Note: Following this series, we will examine chemical feed issues for cooling water systems.
A Core Aspect, pH Control
Carbon steel is the typical material of construction for most boilers and boiler feedwater piping. (In high-pressure utility units, higher alloy steels are needed for high-temperature superheaters/reheaters, and for turbines.) A key carbon steel corrosion control requirement is maintaining pH within a mildly alkaline range (~9-10) to minimize general corrosion. Similar reasoning applies, but with some modification, for those dwindling number of power plant units that have feedwater heaters with copper alloy tubes. Either way, pH control is a primary factor for treatment selection.
Utility Steam Generator Concepts
Many important boiler chemistry improvements came during the evolution of utility boilers in the middle of the last century. An important concept to remember for dedicated power units is that, within reasonable limits, the water/steam network is a closed system, where the steam, after expending its latent heat in the turbine, is condensed and returned to the boiler. Thus, the fluid continually recirculates, with minor losses such as blowdown and deaerator venting taken care of by the makeup system. Figure 1 outlines the common water/steam path of a large drum-type, coal-fired steam generator.

The list below offers a brief summation of important water/steam chemistry issues of which plant personnel became accustomed during the 20th century.
- The steam condenser is always a potential source of cooling water in-leakage to the condensate unless the unit has an air-cooled condenser. (Significant air in-leakage to the condensate and particulate iron formation are of concern for ACC-equipped power plants.) Major or chronic minor condenser tube leaks can be quite problematic.
- Makeup water is typically introduced to the network on the process side of the condenser.

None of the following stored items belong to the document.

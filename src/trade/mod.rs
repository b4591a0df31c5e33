//! Trade sessions, the exchange engine and the session registry

pub mod exchange;
pub mod notify;
pub mod offer;
pub mod registry;
pub mod session;
pub mod timer;
pub mod types;

pub use exchange::{ExchangeEngine, Pools};
pub use notify::{
    ChannelNotifier, CloseReason, Delivery, LogNotifier, Notifier, RequestCloseReason, TradeEvent,
};
pub use offer::Offer;
pub use registry::{RequestOutcome, SharedSession, TradeRegistry};
pub use session::{SessionView, TradeSession};
pub use timer::TimerHandle;
pub use types::{FailureCause, Notice, Role, TradeResult, TradeState};
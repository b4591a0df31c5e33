//! CLI module for tradepost

pub mod app;
pub mod commands;

pub use app::{SimulationApp, SimulationReport, TradePlan};
pub use commands::{Cli, Commands};
//! Offered resource bundles

use crate::pool::Bundle;
use crate::types::ResourceEntry;
use serde::Serialize;

/// Resources one side proposes to give up.
///
/// Entries keep insertion order. While locked every mutator is a no-op that
/// reports failure; this is how an accepted offer stays frozen.
#[derive(Clone, Debug, Default, PartialEq, Eq, Serialize)]
pub struct Offer {
    entries: Vec<ResourceEntry>,
    locked: bool,
}

impl Offer {
    pub fn new() -> Self {
        Self::default()
    }

    /// Append an entry
    pub fn add(&mut self, entry: ResourceEntry) -> bool {
        if self.locked {
            return false;
        }
        self.entries.push(entry);
        true
    }

    /// Remove the entry at `index`
    pub fn remove_at(&mut self, index: usize) -> Option<ResourceEntry> {
        if self.locked || index >= self.entries.len() {
            return None;
        }
        Some(self.entries.remove(index))
    }

    /// Reduce the entry at `index` by `amount`, removing it when nothing remains
    pub fn reduce_at(&mut self, index: usize, amount: u32) -> bool {
        if self.locked || amount == 0 {
            return false;
        }
        let Some(current) = self.entries.get(index) else {
            return false;
        };

        if amount >= current.quantity() {
            self.entries.remove(index);
            return true;
        }
        match current.with_quantity(current.quantity() - amount) {
            Some(reduced) => {
                self.entries[index] = reduced;
                true
            }
            None => false,
        }
    }

    /// Replace the quantity of the entry at `index`
    pub fn set_quantity_at(&mut self, index: usize, quantity: u32) -> bool {
        if self.locked {
            return false;
        }
        let Some(updated) = self
            .entries
            .get(index)
            .and_then(|current| current.with_quantity(quantity))
        else {
            return false;
        };
        self.entries[index] = updated;
        true
    }

    /// Remove every entry; does nothing while locked
    pub fn clear(&mut self) {
        if !self.locked {
            self.entries.clear();
        }
    }

    pub fn lock(&mut self) {
        self.locked = true;
    }

    pub fn unlock(&mut self) {
        self.locked = false;
    }

    pub fn is_locked(&self) -> bool {
        self.locked
    }

    pub fn get(&self, index: usize) -> Option<&ResourceEntry> {
        self.entries.get(index)
    }

    pub fn entries(&self) -> &[ResourceEntry] {
        &self.entries
    }

    pub fn len(&self) -> usize {
        self.entries.len()
    }

    pub fn is_empty(&self) -> bool {
        self.entries.is_empty()
    }

    /// Declared quantity per kind, summing repeated kinds
    pub fn totals(&self) -> Bundle {
        let mut totals = Bundle::new();
        for entry in &self.entries {
            *totals.entry(entry.kind().clone()).or_default() += u64::from(entry.quantity());
        }
        totals
    }

    /// Deep copy, always unlocked
    pub fn copy(&self) -> Offer {
        Offer {
            entries: self.entries.clone(),
            locked: false,
        }
    }
}
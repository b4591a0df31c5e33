//! Trade configuration

use crate::error::{Result, TradeError};
use serde::{Deserialize, Serialize};
use std::path::Path;
use std::time::Duration;

pub const DEFAULT_COUNTDOWN_MS: u64 = 3_000;
pub const DEFAULT_REQUEST_TIMEOUT_MS: u64 = 30_000;
pub const DEFAULT_MAX_STACK: u32 = 100;

const COUNTDOWN_RANGE_MS: (u64, u64) = (1_000, 60_000);
const REQUEST_TIMEOUT_RANGE_MS: (u64, u64) = (5_000, 300_000);

/// Timing and stacking values consumed by the registry and exchange engine.
///
/// Loaded from JSON with the keys `CountdownDuration`, `RequestTimeout`,
/// `DefaultMaxStack` and `Debug`; missing keys take their defaults.
#[derive(Debug, Clone, PartialEq, Eq, Serialize, Deserialize)]
#[serde(rename_all = "PascalCase", default)]
pub struct TradeConfig {
    /// Delay between mutual acceptance and the earliest execution (milliseconds)
    #[serde(rename = "CountdownDuration")]
    pub countdown_ms: u64,

    /// Lifetime of an unanswered trade request (milliseconds)
    #[serde(rename = "RequestTimeout")]
    pub request_timeout_ms: u64,

    /// Stack size assumed for kinds the pool cannot size
    pub default_max_stack: u32,

    /// Enables solo (self-test) sessions
    pub debug: bool,
}

impl Default for TradeConfig {
    fn default() -> Self {
        Self {
            countdown_ms: DEFAULT_COUNTDOWN_MS,
            request_timeout_ms: DEFAULT_REQUEST_TIMEOUT_MS,
            default_max_stack: DEFAULT_MAX_STACK,
            debug: false,
        }
    }
}

impl TradeConfig {
    /// Parse a JSON document and clamp it into the supported ranges
    pub fn from_json(json: &str) -> Result<Self> {
        let config: TradeConfig = serde_json::from_str(json)?;
        Ok(config.normalized())
    }

    /// Load configuration from a JSON file
    pub fn from_file(path: impl AsRef<Path>) -> Result<Self> {
        let path = path.as_ref();
        let contents = std::fs::read_to_string(path)?;
        let config = Self::from_json(&contents)?;
        tracing::debug!("Loaded trade configuration from {}", path.display());
        Ok(config)
    }

    /// Clamp every value into its supported range
    pub fn normalized(mut self) -> Self {
        self.countdown_ms = self
            .countdown_ms
            .clamp(COUNTDOWN_RANGE_MS.0, COUNTDOWN_RANGE_MS.1);
        self.request_timeout_ms = self
            .request_timeout_ms
            .clamp(REQUEST_TIMEOUT_RANGE_MS.0, REQUEST_TIMEOUT_RANGE_MS.1);
        self.default_max_stack = self.default_max_stack.max(1);
        self
    }

    /// Reject values outside the supported ranges instead of clamping them
    pub fn validate(&self) -> Result<()> {
        if !(COUNTDOWN_RANGE_MS.0..=COUNTDOWN_RANGE_MS.1).contains(&self.countdown_ms) {
            return Err(TradeError::InvalidConfig(format!(
                "CountdownDuration {} outside {}..={} ms",
                self.countdown_ms, COUNTDOWN_RANGE_MS.0, COUNTDOWN_RANGE_MS.1
            )));
        }
        if !(REQUEST_TIMEOUT_RANGE_MS.0..=REQUEST_TIMEOUT_RANGE_MS.1)
            .contains(&self.request_timeout_ms)
        {
            return Err(TradeError::InvalidConfig(format!(
                "RequestTimeout {} outside {}..={} ms",
                self.request_timeout_ms, REQUEST_TIMEOUT_RANGE_MS.0, REQUEST_TIMEOUT_RANGE_MS.1
            )));
        }
        if self.default_max_stack == 0 {
            return Err(TradeError::InvalidConfig(
                "DefaultMaxStack must be positive".to_string(),
            ));
        }
        Ok(())
    }

    pub fn countdown(&self) -> Duration {
        Duration::from_millis(self.countdown_ms)
    }

    pub fn request_timeout(&self) -> Duration {
        Duration::from_millis(self.request_timeout_ms)
    }
}

#[cfg(test)]
mod tests {
    use super::*;
    use tokio_test::{assert_err, assert_ok};

    #[test]
    fn test_defaults() {
        let config = TradeConfig::default();
        assert_eq!(config.countdown(), Duration::from_secs(3));
        assert_eq!(config.request_timeout(), Duration::from_secs(30));
        assert_eq!(config.default_max_stack, 100);
        assert!(!config.debug);
        assert_ok!(config.validate());
    }

    #[test]
    fn test_partial_json_uses_defaults() {
        let config = TradeConfig::from_json(r#"{"CountdownDuration": 5000, "Debug": true}"#).unwrap();
        assert_eq!(config.countdown_ms, 5000);
        assert_eq!(config.request_timeout_ms, DEFAULT_REQUEST_TIMEOUT_MS);
        assert!(config.debug);
    }

    #[test]
    fn test_values_are_clamped() {
        let config =
            TradeConfig::from_json(r#"{"CountdownDuration": 10, "RequestTimeout": 999999999, "DefaultMaxStack": 0}"#)
                .unwrap();
        assert_eq!(config.countdown_ms, 1_000);
        assert_eq!(config.request_timeout_ms, 300_000);
        assert_eq!(config.default_max_stack, 1);
    }

    #[test]
    fn test_validate_rejects_out_of_range() {
        let config = TradeConfig {
            countdown_ms: 0,
            ..TradeConfig::default()
        };
        assert_err!(config.validate());
    }

    #[test]
    fn test_malformed_json() {
        let result = TradeConfig::from_json("{ not json");
        assert!(matches!(result.unwrap_err(), TradeError::Json(_)));
    }

    #[test]
    fn test_serialization_keys() {
        let json = serde_json::to_string(&TradeConfig::default()).unwrap();
        assert!(json.contains("\"CountdownDuration\":3000"));
        assert!(json.contains("\"RequestTimeout\":30000"));
        assert!(json.contains("\"DefaultMaxStack\":100"));
    }
}
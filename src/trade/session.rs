//! Per-pair trade session state machine

use crate::error::ExchangeError;
use crate::types::{ActorId, SessionId};
use serde::Serialize;
use std::time::{Duration, SystemTime};
use tokio::time::Instant;
use tracing::{debug, error, info};

use super::exchange::{ExchangeEngine, Pools};
use super::offer::Offer;
use super::timer::TimerHandle;
use super::types::{Notice, Role, TradeResult, TradeState};

/// A trade between two actors, or one actor in solo mode.
///
/// Every method assumes exclusive access; the registry wraps each session in
/// its own mutex and holds it for the whole call.
#[derive(Debug)]
pub struct TradeSession {
    id: SessionId,
    initiator: ActorId,
    counterpart: ActorId,
    initiator_offer: Offer,
    counterpart_offer: Offer,
    state: TradeState,
    initiator_accepted: bool,
    counterpart_accepted: bool,
    created_at: SystemTime,
    countdown_started: Option<Instant>,
    countdown: Duration,
    solo: bool,
    countdown_timer: Option<TimerHandle>,
}

impl TradeSession {
    /// Create a pending session between two actors
    pub fn new(initiator: ActorId, counterpart: ActorId, countdown: Duration) -> Self {
        let solo = initiator == counterpart;
        Self {
            id: SessionId::generate(),
            initiator,
            counterpart,
            initiator_offer: Offer::new(),
            counterpart_offer: Offer::new(),
            state: TradeState::PendingRequest,
            initiator_accepted: false,
            counterpart_accepted: false,
            created_at: SystemTime::now(),
            countdown_started: None,
            countdown,
            solo,
            countdown_timer: None,
        }
    }

    /// Create a pending session where one actor fills both roles
    pub fn new_solo(actor: ActorId, countdown: Duration) -> Self {
        Self::new(actor.clone(), actor, countdown)
    }

    pub fn id(&self) -> &SessionId {
        &self.id
    }

    pub fn initiator(&self) -> &ActorId {
        &self.initiator
    }

    pub fn counterpart(&self) -> &ActorId {
        &self.counterpart
    }

    pub fn state(&self) -> TradeState {
        self.state
    }

    pub fn is_solo(&self) -> bool {
        self.solo
    }

    /// Actor playing a role
    pub fn actor(&self, role: Role) -> &ActorId {
        match role {
            Role::Initiator => &self.initiator,
            Role::Counterpart => &self.counterpart,
        }
    }

    /// Role of an actor; the initiator role in solo mode
    pub fn role_of(&self, actor: &ActorId) -> Option<Role> {
        if actor == &self.initiator {
            Some(Role::Initiator)
        } else if actor == &self.counterpart {
            Some(Role::Counterpart)
        } else {
            None
        }
    }

    /// The partner of an actor; `None` in solo mode or for outsiders
    pub fn other_party(&self, actor: &ActorId) -> Option<&ActorId> {
        if self.solo {
            return None;
        }
        self.role_of(actor).map(|role| self.actor(role.other()))
    }

    /// Distinct actors of the session (one in solo mode)
    pub fn participants(&self) -> Vec<ActorId> {
        if self.solo {
            vec![self.initiator.clone()]
        } else {
            vec![self.initiator.clone(), self.counterpart.clone()]
        }
    }

    pub fn offer(&self, role: Role) -> &Offer {
        match role {
            Role::Initiator => &self.initiator_offer,
            Role::Counterpart => &self.counterpart_offer,
        }
    }

    /// Mutable access to an actor's own offer; edits must be followed by
    /// [`TradeSession::on_offer_changed`]
    pub fn offer_mut_for(&mut self, actor: &ActorId) -> Option<&mut Offer> {
        match self.role_of(actor)? {
            Role::Initiator => Some(&mut self.initiator_offer),
            Role::Counterpart => Some(&mut self.counterpart_offer),
        }
    }

    pub fn has_accepted(&self, role: Role) -> bool {
        match role {
            Role::Initiator => self.initiator_accepted,
            Role::Counterpart => self.counterpart_accepted,
        }
    }

    /// PendingRequest -> Negotiating
    pub fn accept_request(&mut self) -> bool {
        if self.state != TradeState::PendingRequest {
            return false;
        }
        self.state = TradeState::Negotiating;
        debug!(session = %self.id, "Trade session moved to negotiating");
        true
    }

    /// Record an actor's acceptance and freeze their offer
    pub fn accept(&mut self, actor: &ActorId) -> bool {
        if !matches!(
            self.state,
            TradeState::Negotiating | TradeState::OneAccepted
        ) {
            return false;
        }
        let Some(role) = self.role_of(actor) else {
            return false;
        };

        if self.solo {
            self.set_acceptance(Role::Initiator, true);
            self.set_acceptance(Role::Counterpart, true);
        } else {
            self.set_acceptance(role, true);
        }

        if self.initiator_accepted && self.counterpart_accepted {
            self.state = TradeState::BothAcceptedCountdown;
            self.countdown_started = Some(Instant::now());
            debug!(session = %self.id, "Both sides accepted, countdown started");
        } else {
            self.state = TradeState::OneAccepted;
            debug!(session = %self.id, %role, "One side accepted");
        }
        true
    }

    /// Withdraw an actor's acceptance and return to negotiating.
    ///
    /// In solo mode both acceptances are withdrawn, mirroring `accept`.
    pub fn revoke_accept(&mut self, actor: &ActorId) -> bool {
        if !self.state.has_acceptance() {
            return false;
        }
        let Some(role) = self.role_of(actor) else {
            return false;
        };

        if self.solo {
            self.set_acceptance(Role::Initiator, false);
            self.set_acceptance(Role::Counterpart, false);
        } else {
            self.set_acceptance(role, false);
        }
        self.state = TradeState::Negotiating;
        self.clear_countdown();
        debug!(session = %self.id, %role, "Acceptance revoked");
        true
    }

    /// Any offer edit after an acceptance invalidates every acceptance,
    /// including one left standing by the partner's revoke.
    ///
    /// Returns true when acceptances were reset.
    pub fn on_offer_changed(&mut self) -> bool {
        let open = matches!(
            self.state,
            TradeState::Negotiating | TradeState::OneAccepted | TradeState::BothAcceptedCountdown
        );
        if !open || !(self.initiator_accepted || self.counterpart_accepted) {
            return false;
        }
        self.revoke_all_acceptances();
        true
    }

    /// Clear both acceptances, unlock both offers, back to negotiating
    pub fn revoke_all_acceptances(&mut self) {
        self.set_acceptance(Role::Initiator, false);
        self.set_acceptance(Role::Counterpart, false);
        self.state = TradeState::Negotiating;
        self.clear_countdown();
        debug!(session = %self.id, "All acceptances revoked");
    }

    pub fn is_countdown_complete(&self) -> bool {
        self.state == TradeState::BothAcceptedCountdown && self.remaining_countdown().is_zero()
    }

    /// Time left before execution is allowed; zero outside the countdown
    pub fn remaining_countdown(&self) -> Duration {
        match (self.state, self.countdown_started) {
            (TradeState::BothAcceptedCountdown, Some(started)) => {
                self.countdown.saturating_sub(started.elapsed())
            }
            _ => Duration::ZERO,
        }
    }

    /// Attach the countdown timer, replacing any previous one
    pub fn set_countdown_timer(&mut self, timer: TimerHandle) {
        if let Some(previous) = self.countdown_timer.replace(timer) {
            previous.cancel();
        }
    }

    pub fn has_countdown_timer(&self) -> bool {
        self.countdown_timer.is_some()
    }

    /// Run the exchange once the countdown has elapsed.
    ///
    /// Failures attributable to one side revert to negotiating with both
    /// acceptances cleared. A failed rollback leaves the session `Failed`.
    pub fn execute(&mut self, engine: &ExchangeEngine, mut pools: Pools<'_>) -> TradeResult {
        if !self.is_countdown_complete() {
            return TradeResult::not_ready();
        }

        self.state = TradeState::Executing;
        self.countdown_started = None;
        self.cancel_timer();
        debug!(session = %self.id, "Executing exchange");

        match engine.exchange(&self.initiator_offer, &self.counterpart_offer, &mut pools) {
            Ok(()) => {
                self.state = TradeState::Completed;
                info!(
                    session = %self.id,
                    initiator = %self.initiator,
                    counterpart = %self.counterpart,
                    "Trade completed"
                );
                TradeResult::completed()
            }
            Err(err @ ExchangeError::RollbackFailed { .. }) => {
                self.state = TradeState::Failed;
                error!(session = %self.id, %err, "Trade failed and pools could not be restored");
                TradeResult::system(Notice::SystemError(err.to_string()))
            }
            Err(err) => {
                self.revoke_all_acceptances();
                self.failure_result(&err)
            }
        }
    }

    /// Abort an execution attempt because a pool could not be resolved
    pub fn abort_unavailable(&mut self) -> TradeResult {
        if !self.is_countdown_complete() {
            return TradeResult::not_ready();
        }
        self.revoke_all_acceptances();
        TradeResult::system(Notice::PartnerUnavailable)
    }

    /// Move to `Cancelled` from any non-terminal state.
    ///
    /// Returns true if this call cancelled the session.
    pub fn cancel(&mut self) -> bool {
        if self.state.is_terminal() {
            return false;
        }
        self.state = TradeState::Cancelled;
        self.countdown_started = None;
        self.cancel_timer();
        debug!(session = %self.id, "Trade session cancelled");
        true
    }

    /// Copy of the session for presentation
    pub fn view(&self) -> SessionView {
        SessionView {
            id: self.id.clone(),
            initiator: self.initiator.clone(),
            counterpart: self.counterpart.clone(),
            state: self.state,
            initiator_offer: self.initiator_offer.clone(),
            counterpart_offer: self.counterpart_offer.clone(),
            initiator_accepted: self.initiator_accepted,
            counterpart_accepted: self.counterpart_accepted,
            solo: self.solo,
            created_at: self.created_at,
            remaining_countdown_ms: self.remaining_countdown().as_millis() as u64,
        }
    }

    fn set_acceptance(&mut self, role: Role, accepted: bool) {
        let (flag, offer) = match role {
            Role::Initiator => (&mut self.initiator_accepted, &mut self.initiator_offer),
            Role::Counterpart => (&mut self.counterpart_accepted, &mut self.counterpart_offer),
        };
        *flag = accepted;
        if accepted {
            offer.lock();
        } else {
            offer.unlock();
        }
    }

    fn clear_countdown(&mut self) {
        self.countdown_started = None;
        self.cancel_timer();
    }

    fn cancel_timer(&mut self) {
        if let Some(timer) = self.countdown_timer.take() {
            timer.cancel();
        }
    }

    fn failure_result(&self, err: &ExchangeError) -> TradeResult {
        let Some(side) = err.side() else {
            return TradeResult::system(Notice::SystemError(err.to_string()));
        };
        let actor = self.actor(side).clone();

        let (responsible, other) = match err {
            ExchangeError::MissingResources { .. } => {
                (Notice::ItemsNotFound, Notice::PartnerItemsNotFound(actor))
            }
            ExchangeError::NoSpace { .. } => (Notice::NoSpace, Notice::PartnerNoSpace(actor)),
            ExchangeError::WithdrawFailed { .. } => {
                (Notice::WithdrawFailed, Notice::PartnerWithdrawFailed(actor))
            }
            ExchangeError::DepositFailed { .. } => {
                (Notice::DepositFailed, Notice::PartnerDepositFailed(actor))
            }
            ExchangeError::Pool(_) | ExchangeError::RollbackFailed { .. } => {
                return TradeResult::system(Notice::SystemError(err.to_string()));
            }
        };
        TradeResult::side_failure(side, responsible, other)
    }
}

/// Snapshot of a session handed to presentation code
#[derive(Clone, Debug, PartialEq, Eq, Serialize)]
pub struct SessionView {
    pub id: SessionId,
    pub initiator: ActorId,
    pub counterpart: ActorId,
    pub state: TradeState,
    pub initiator_offer: Offer,
    pub counterpart_offer: Offer,
    pub initiator_accepted: bool,
    pub counterpart_accepted: bool,
    pub solo: bool,
    pub created_at: SystemTime,
    pub remaining_countdown_ms: u64,
}
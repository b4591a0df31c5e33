//! CLI command definitions

use crate::types::ResourceEntry;
use clap::{Parser, Subcommand};
use std::path::PathBuf;

#[derive(Parser, Debug)]
#[command(name = "tradepost")]
#[command(about = "Tradepost - atomic two-party resource trading", long_about = None)]
pub struct Cli {
    /// JSON configuration file (CountdownDuration, RequestTimeout, DefaultMaxStack, Debug)
    #[arg(short, long, global = true)]
    pub config: Option<PathBuf>,

    #[command(subcommand)]
    pub command: Commands,
}

#[derive(Subcommand, Debug)]
pub enum Commands {
    /// Run one trade end to end between two in-memory actors
    Simulate {
        /// Actor sending the request
        #[arg(long, default_value = "alice")]
        initiator: String,

        /// Actor receiving the request
        #[arg(long, default_value = "bob")]
        counterpart: String,

        /// Resources the initiator offers, as kind:quantity (repeatable)
        #[arg(short, long)]
        give: Vec<ResourceEntry>,

        /// Resources the counterpart offers, as kind:quantity (repeatable)
        #[arg(short, long)]
        take: Vec<ResourceEntry>,

        /// Storage slots per actor, besides a 9-slot hotbar
        #[arg(short, long, default_value = "27")]
        slots: usize,

        /// Trade with yourself; needs Debug enabled in the configuration
        #[arg(long)]
        solo: bool,
    },

    /// Print the effective configuration
    Config,
}
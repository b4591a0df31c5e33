//! Process-wide registry of trade sessions and pending requests
//!
//! Lock order: the registry state lock may be held while taking a session
//! lock, never the other way round. Execution takes the session lock and
//! then the pool locks, ordered by actor id.

use crate::config::TradeConfig;
use crate::error::{Result, TradeError};
use crate::pool::{PoolDirectory, SharedPool};
use crate::types::{ActorId, SessionId};
use std::collections::HashMap;
use std::sync::{Arc, Weak};
use tokio::sync::Mutex;
use tokio_util::sync::CancellationToken;
use tracing::{debug, info, warn};

use super::exchange::{ExchangeEngine, Pools};
use super::notify::{CloseReason, Notifier, RequestCloseReason, TradeEvent};
use super::offer::Offer;
use super::session::{SessionView, TradeSession};
use super::timer::TimerHandle;
use super::types::{TradeResult, TradeState};

/// Session guarded for exclusive mutation
pub type SharedSession = Arc<Mutex<TradeSession>>;

/// Result of a trade request
#[derive(Debug, Clone, PartialEq, Eq)]
pub enum RequestOutcome {
    /// Request is waiting for the target
    Sent(SessionId),
    /// The target had already asked us; the session started immediately
    Started(SessionId),
}

impl RequestOutcome {
    pub fn session_id(&self) -> &SessionId {
        match self {
            RequestOutcome::Sent(id) | RequestOutcome::Started(id) => id,
        }
    }
}

struct PendingRequest {
    initiator: ActorId,
    session: SharedSession,
    timeout: TimerHandle,
}

#[derive(Default)]
struct RegistryState {
    active: HashMap<SessionId, SharedSession>,
    by_actor: HashMap<ActorId, SessionId>,
    /// Keyed by target actor
    pending: HashMap<ActorId, PendingRequest>,
    closed: bool,
}

impl RegistryState {
    fn session_of(&self, actor: &ActorId) -> Option<SharedSession> {
        self.by_actor
            .get(actor)
            .and_then(|id| self.active.get(id))
            .cloned()
    }

    fn retire(&mut self, id: &SessionId) -> Option<SharedSession> {
        self.by_actor.retain(|_, session| *session != *id);
        self.active.remove(id)
    }

    /// Remove every pending request the actor sent or received
    fn take_pending_involving(&mut self, actor: &ActorId) -> Vec<(ActorId, PendingRequest)> {
        let targets: Vec<ActorId> = self
            .pending
            .iter()
            .filter(|(target, request)| *target == actor || &request.initiator == actor)
            .map(|(target, _)| target.clone())
            .collect();

        targets
            .into_iter()
            .filter_map(|target| {
                let request = self.pending.remove(&target)?;
                Some((target, request))
            })
            .collect()
    }
}

struct Inner {
    config: TradeConfig,
    engine: ExchangeEngine,
    pools: Arc<dyn PoolDirectory>,
    notifier: Arc<dyn Notifier>,
    state: Mutex<RegistryState>,
    timers: CancellationToken,
}

/// Tracks active sessions and pending requests, and drives the request
/// timeout and countdown timers.
///
/// Cheap to clone; every clone shares the same state.
#[derive(Clone)]
pub struct TradeRegistry {
    inner: Arc<Inner>,
}
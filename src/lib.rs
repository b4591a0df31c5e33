//! Tradepost
//!
//! Atomic two-party exchange of stackable resources.
//!
//! Two actors negotiate offers inside a [`TradeSession`], both accept, a
//! countdown elapses, and the [`ExchangeEngine`] swaps the offers between
//! their resource pools with all-or-nothing semantics. The [`TradeRegistry`]
//! owns every session and pending request and drives the request timeout and
//! countdown timers.
//!
//! Hosts plug their storage in through [`ResourcePool`] and [`PoolDirectory`]
//! and receive [`TradeEvent`]s through a [`Notifier`].

pub mod cli;
pub mod config;
pub mod error;
pub mod pool;
pub mod trade;
pub mod types;

// Re-export commonly used types
pub use config::TradeConfig;
pub use error::{ExchangeError, PoolError, Result, TradeError};
pub use pool::{MemoryDirectory, MemoryPool, PoolDirectory, ResourcePool, SharedPool, SlotRef};
pub use trade::{
    ChannelNotifier, ExchangeEngine, FailureCause, LogNotifier, Notice, Notifier, Offer,
    RequestOutcome, Role, SessionView, TradeEvent, TradeRegistry, TradeResult, TradeSession,
    TradeState,
};
pub use types::{ActorId, ItemKind, ResourceEntry, SessionId};
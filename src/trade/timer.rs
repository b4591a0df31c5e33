//! Cancellable one-shot timers

use std::future::Future;
use std::time::Duration;
use tokio_util::sync::CancellationToken;

/// Handle to a scheduled callback.
///
/// Cancelling before the delay elapses guarantees the callback never runs.
/// A callback that already started is not interrupted, so callbacks must
/// re-check the state they act on.
#[derive(Debug)]
pub struct TimerHandle {
    token: CancellationToken,
}

impl TimerHandle {
    /// Run `callback` after `delay` unless this handle or `parent` is cancelled
    pub fn schedule<F>(parent: &CancellationToken, delay: Duration, callback: F) -> Self
    where
        F: Future<Output = ()> + Send + 'static,
    {
        let token = parent.child_token();
        let guard = token.clone();

        tokio::spawn(async move {
            tokio::select! {
                biased;
                _ = guard.cancelled() => {}
                _ = tokio::time::sleep(delay) => callback.await,
            }
        });

        Self { token }
    }

    pub fn cancel(&self) {
        self.token.cancel();
    }

    pub fn is_cancelled(&self) -> bool {
        self.token.is_cancelled()
    }
}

A makeup system upset offers another avenue for contaminant ingress to condensate. These events are rare (but not impossible) in steam generators having modern makeup water treatment technology.
- Condensate-feedwater corrosion control is important not only to protect the metal but to minimize formation of metal oxides that can precipitate on boiler tubes and establish sites for under-deposit corrosion (UDC).
- Boiler water treatment programs, and especially those utilizing phosphates, have gone through a somewhat complex evolution per the discovery over time of several different corrosion mechanisms.
- Boiler water chemistry guidelines are designed to protect boilers from corrosion but also to minimize carryover of impurities to superheater, reheater, and turbine components. These compounds may include sodium hydroxide, chloride and sulfate salts, siliceous compounds, and (becoming much less common) copper.
So, let’s look at a bit of history regarding how chemical treatment methodologies for power units emerged and evolved. We will divide the discussion between boiler water and boiler feedwater. People sometimes have trouble grasping that the feedwater system is not directly part of the boiler.
Boiler Water Chemistry Control
In the early days of power boiler development, makeup water treatment methods were not firmly established. Operators learned that the accumulation of dissolved ions in the boiler water, and especially the hardness ions calcium and magnesium, would induce scaling. The most common reaction was calcium carbonate (CaCO3) precipitation:


Compounding the issue is that CaCO3 is inversely soluble, meaning that the reaction is driven to the right with increasing temperature:

This effect is easily observable in non-industrial settings, for example in faucets, showerheads, etc., of home plumbing systems, where heated water lowers the CaCO3 solubility, such that hot water lines and fittings accumulate scale.
Other mineral deposits that still appear in industrial heat exchangers include (but are definitely not limited to):

Early treatment methods to combat deposition had operators dumping potato peels or sawdust into the boiler, as some of the organic compounds, i.e., tannins and lignin, in these natural materials sequester hardness. Of course, this approach was obviously not very scientific or practical. The development of ion exchange resins for sodium softening and then full demineralization greatly improved makeup water quality. However, it became apparent that internal boiler water treatment was still necessary to protect units – whose size, pressure, and complexity was growing – from both deposition and corrosion. In the 1930s, tri-sodium phosphate (Na3PO4) emerged as a primary treatment chemical. For starters, TSP generates alkalinity to minimize general corrosion.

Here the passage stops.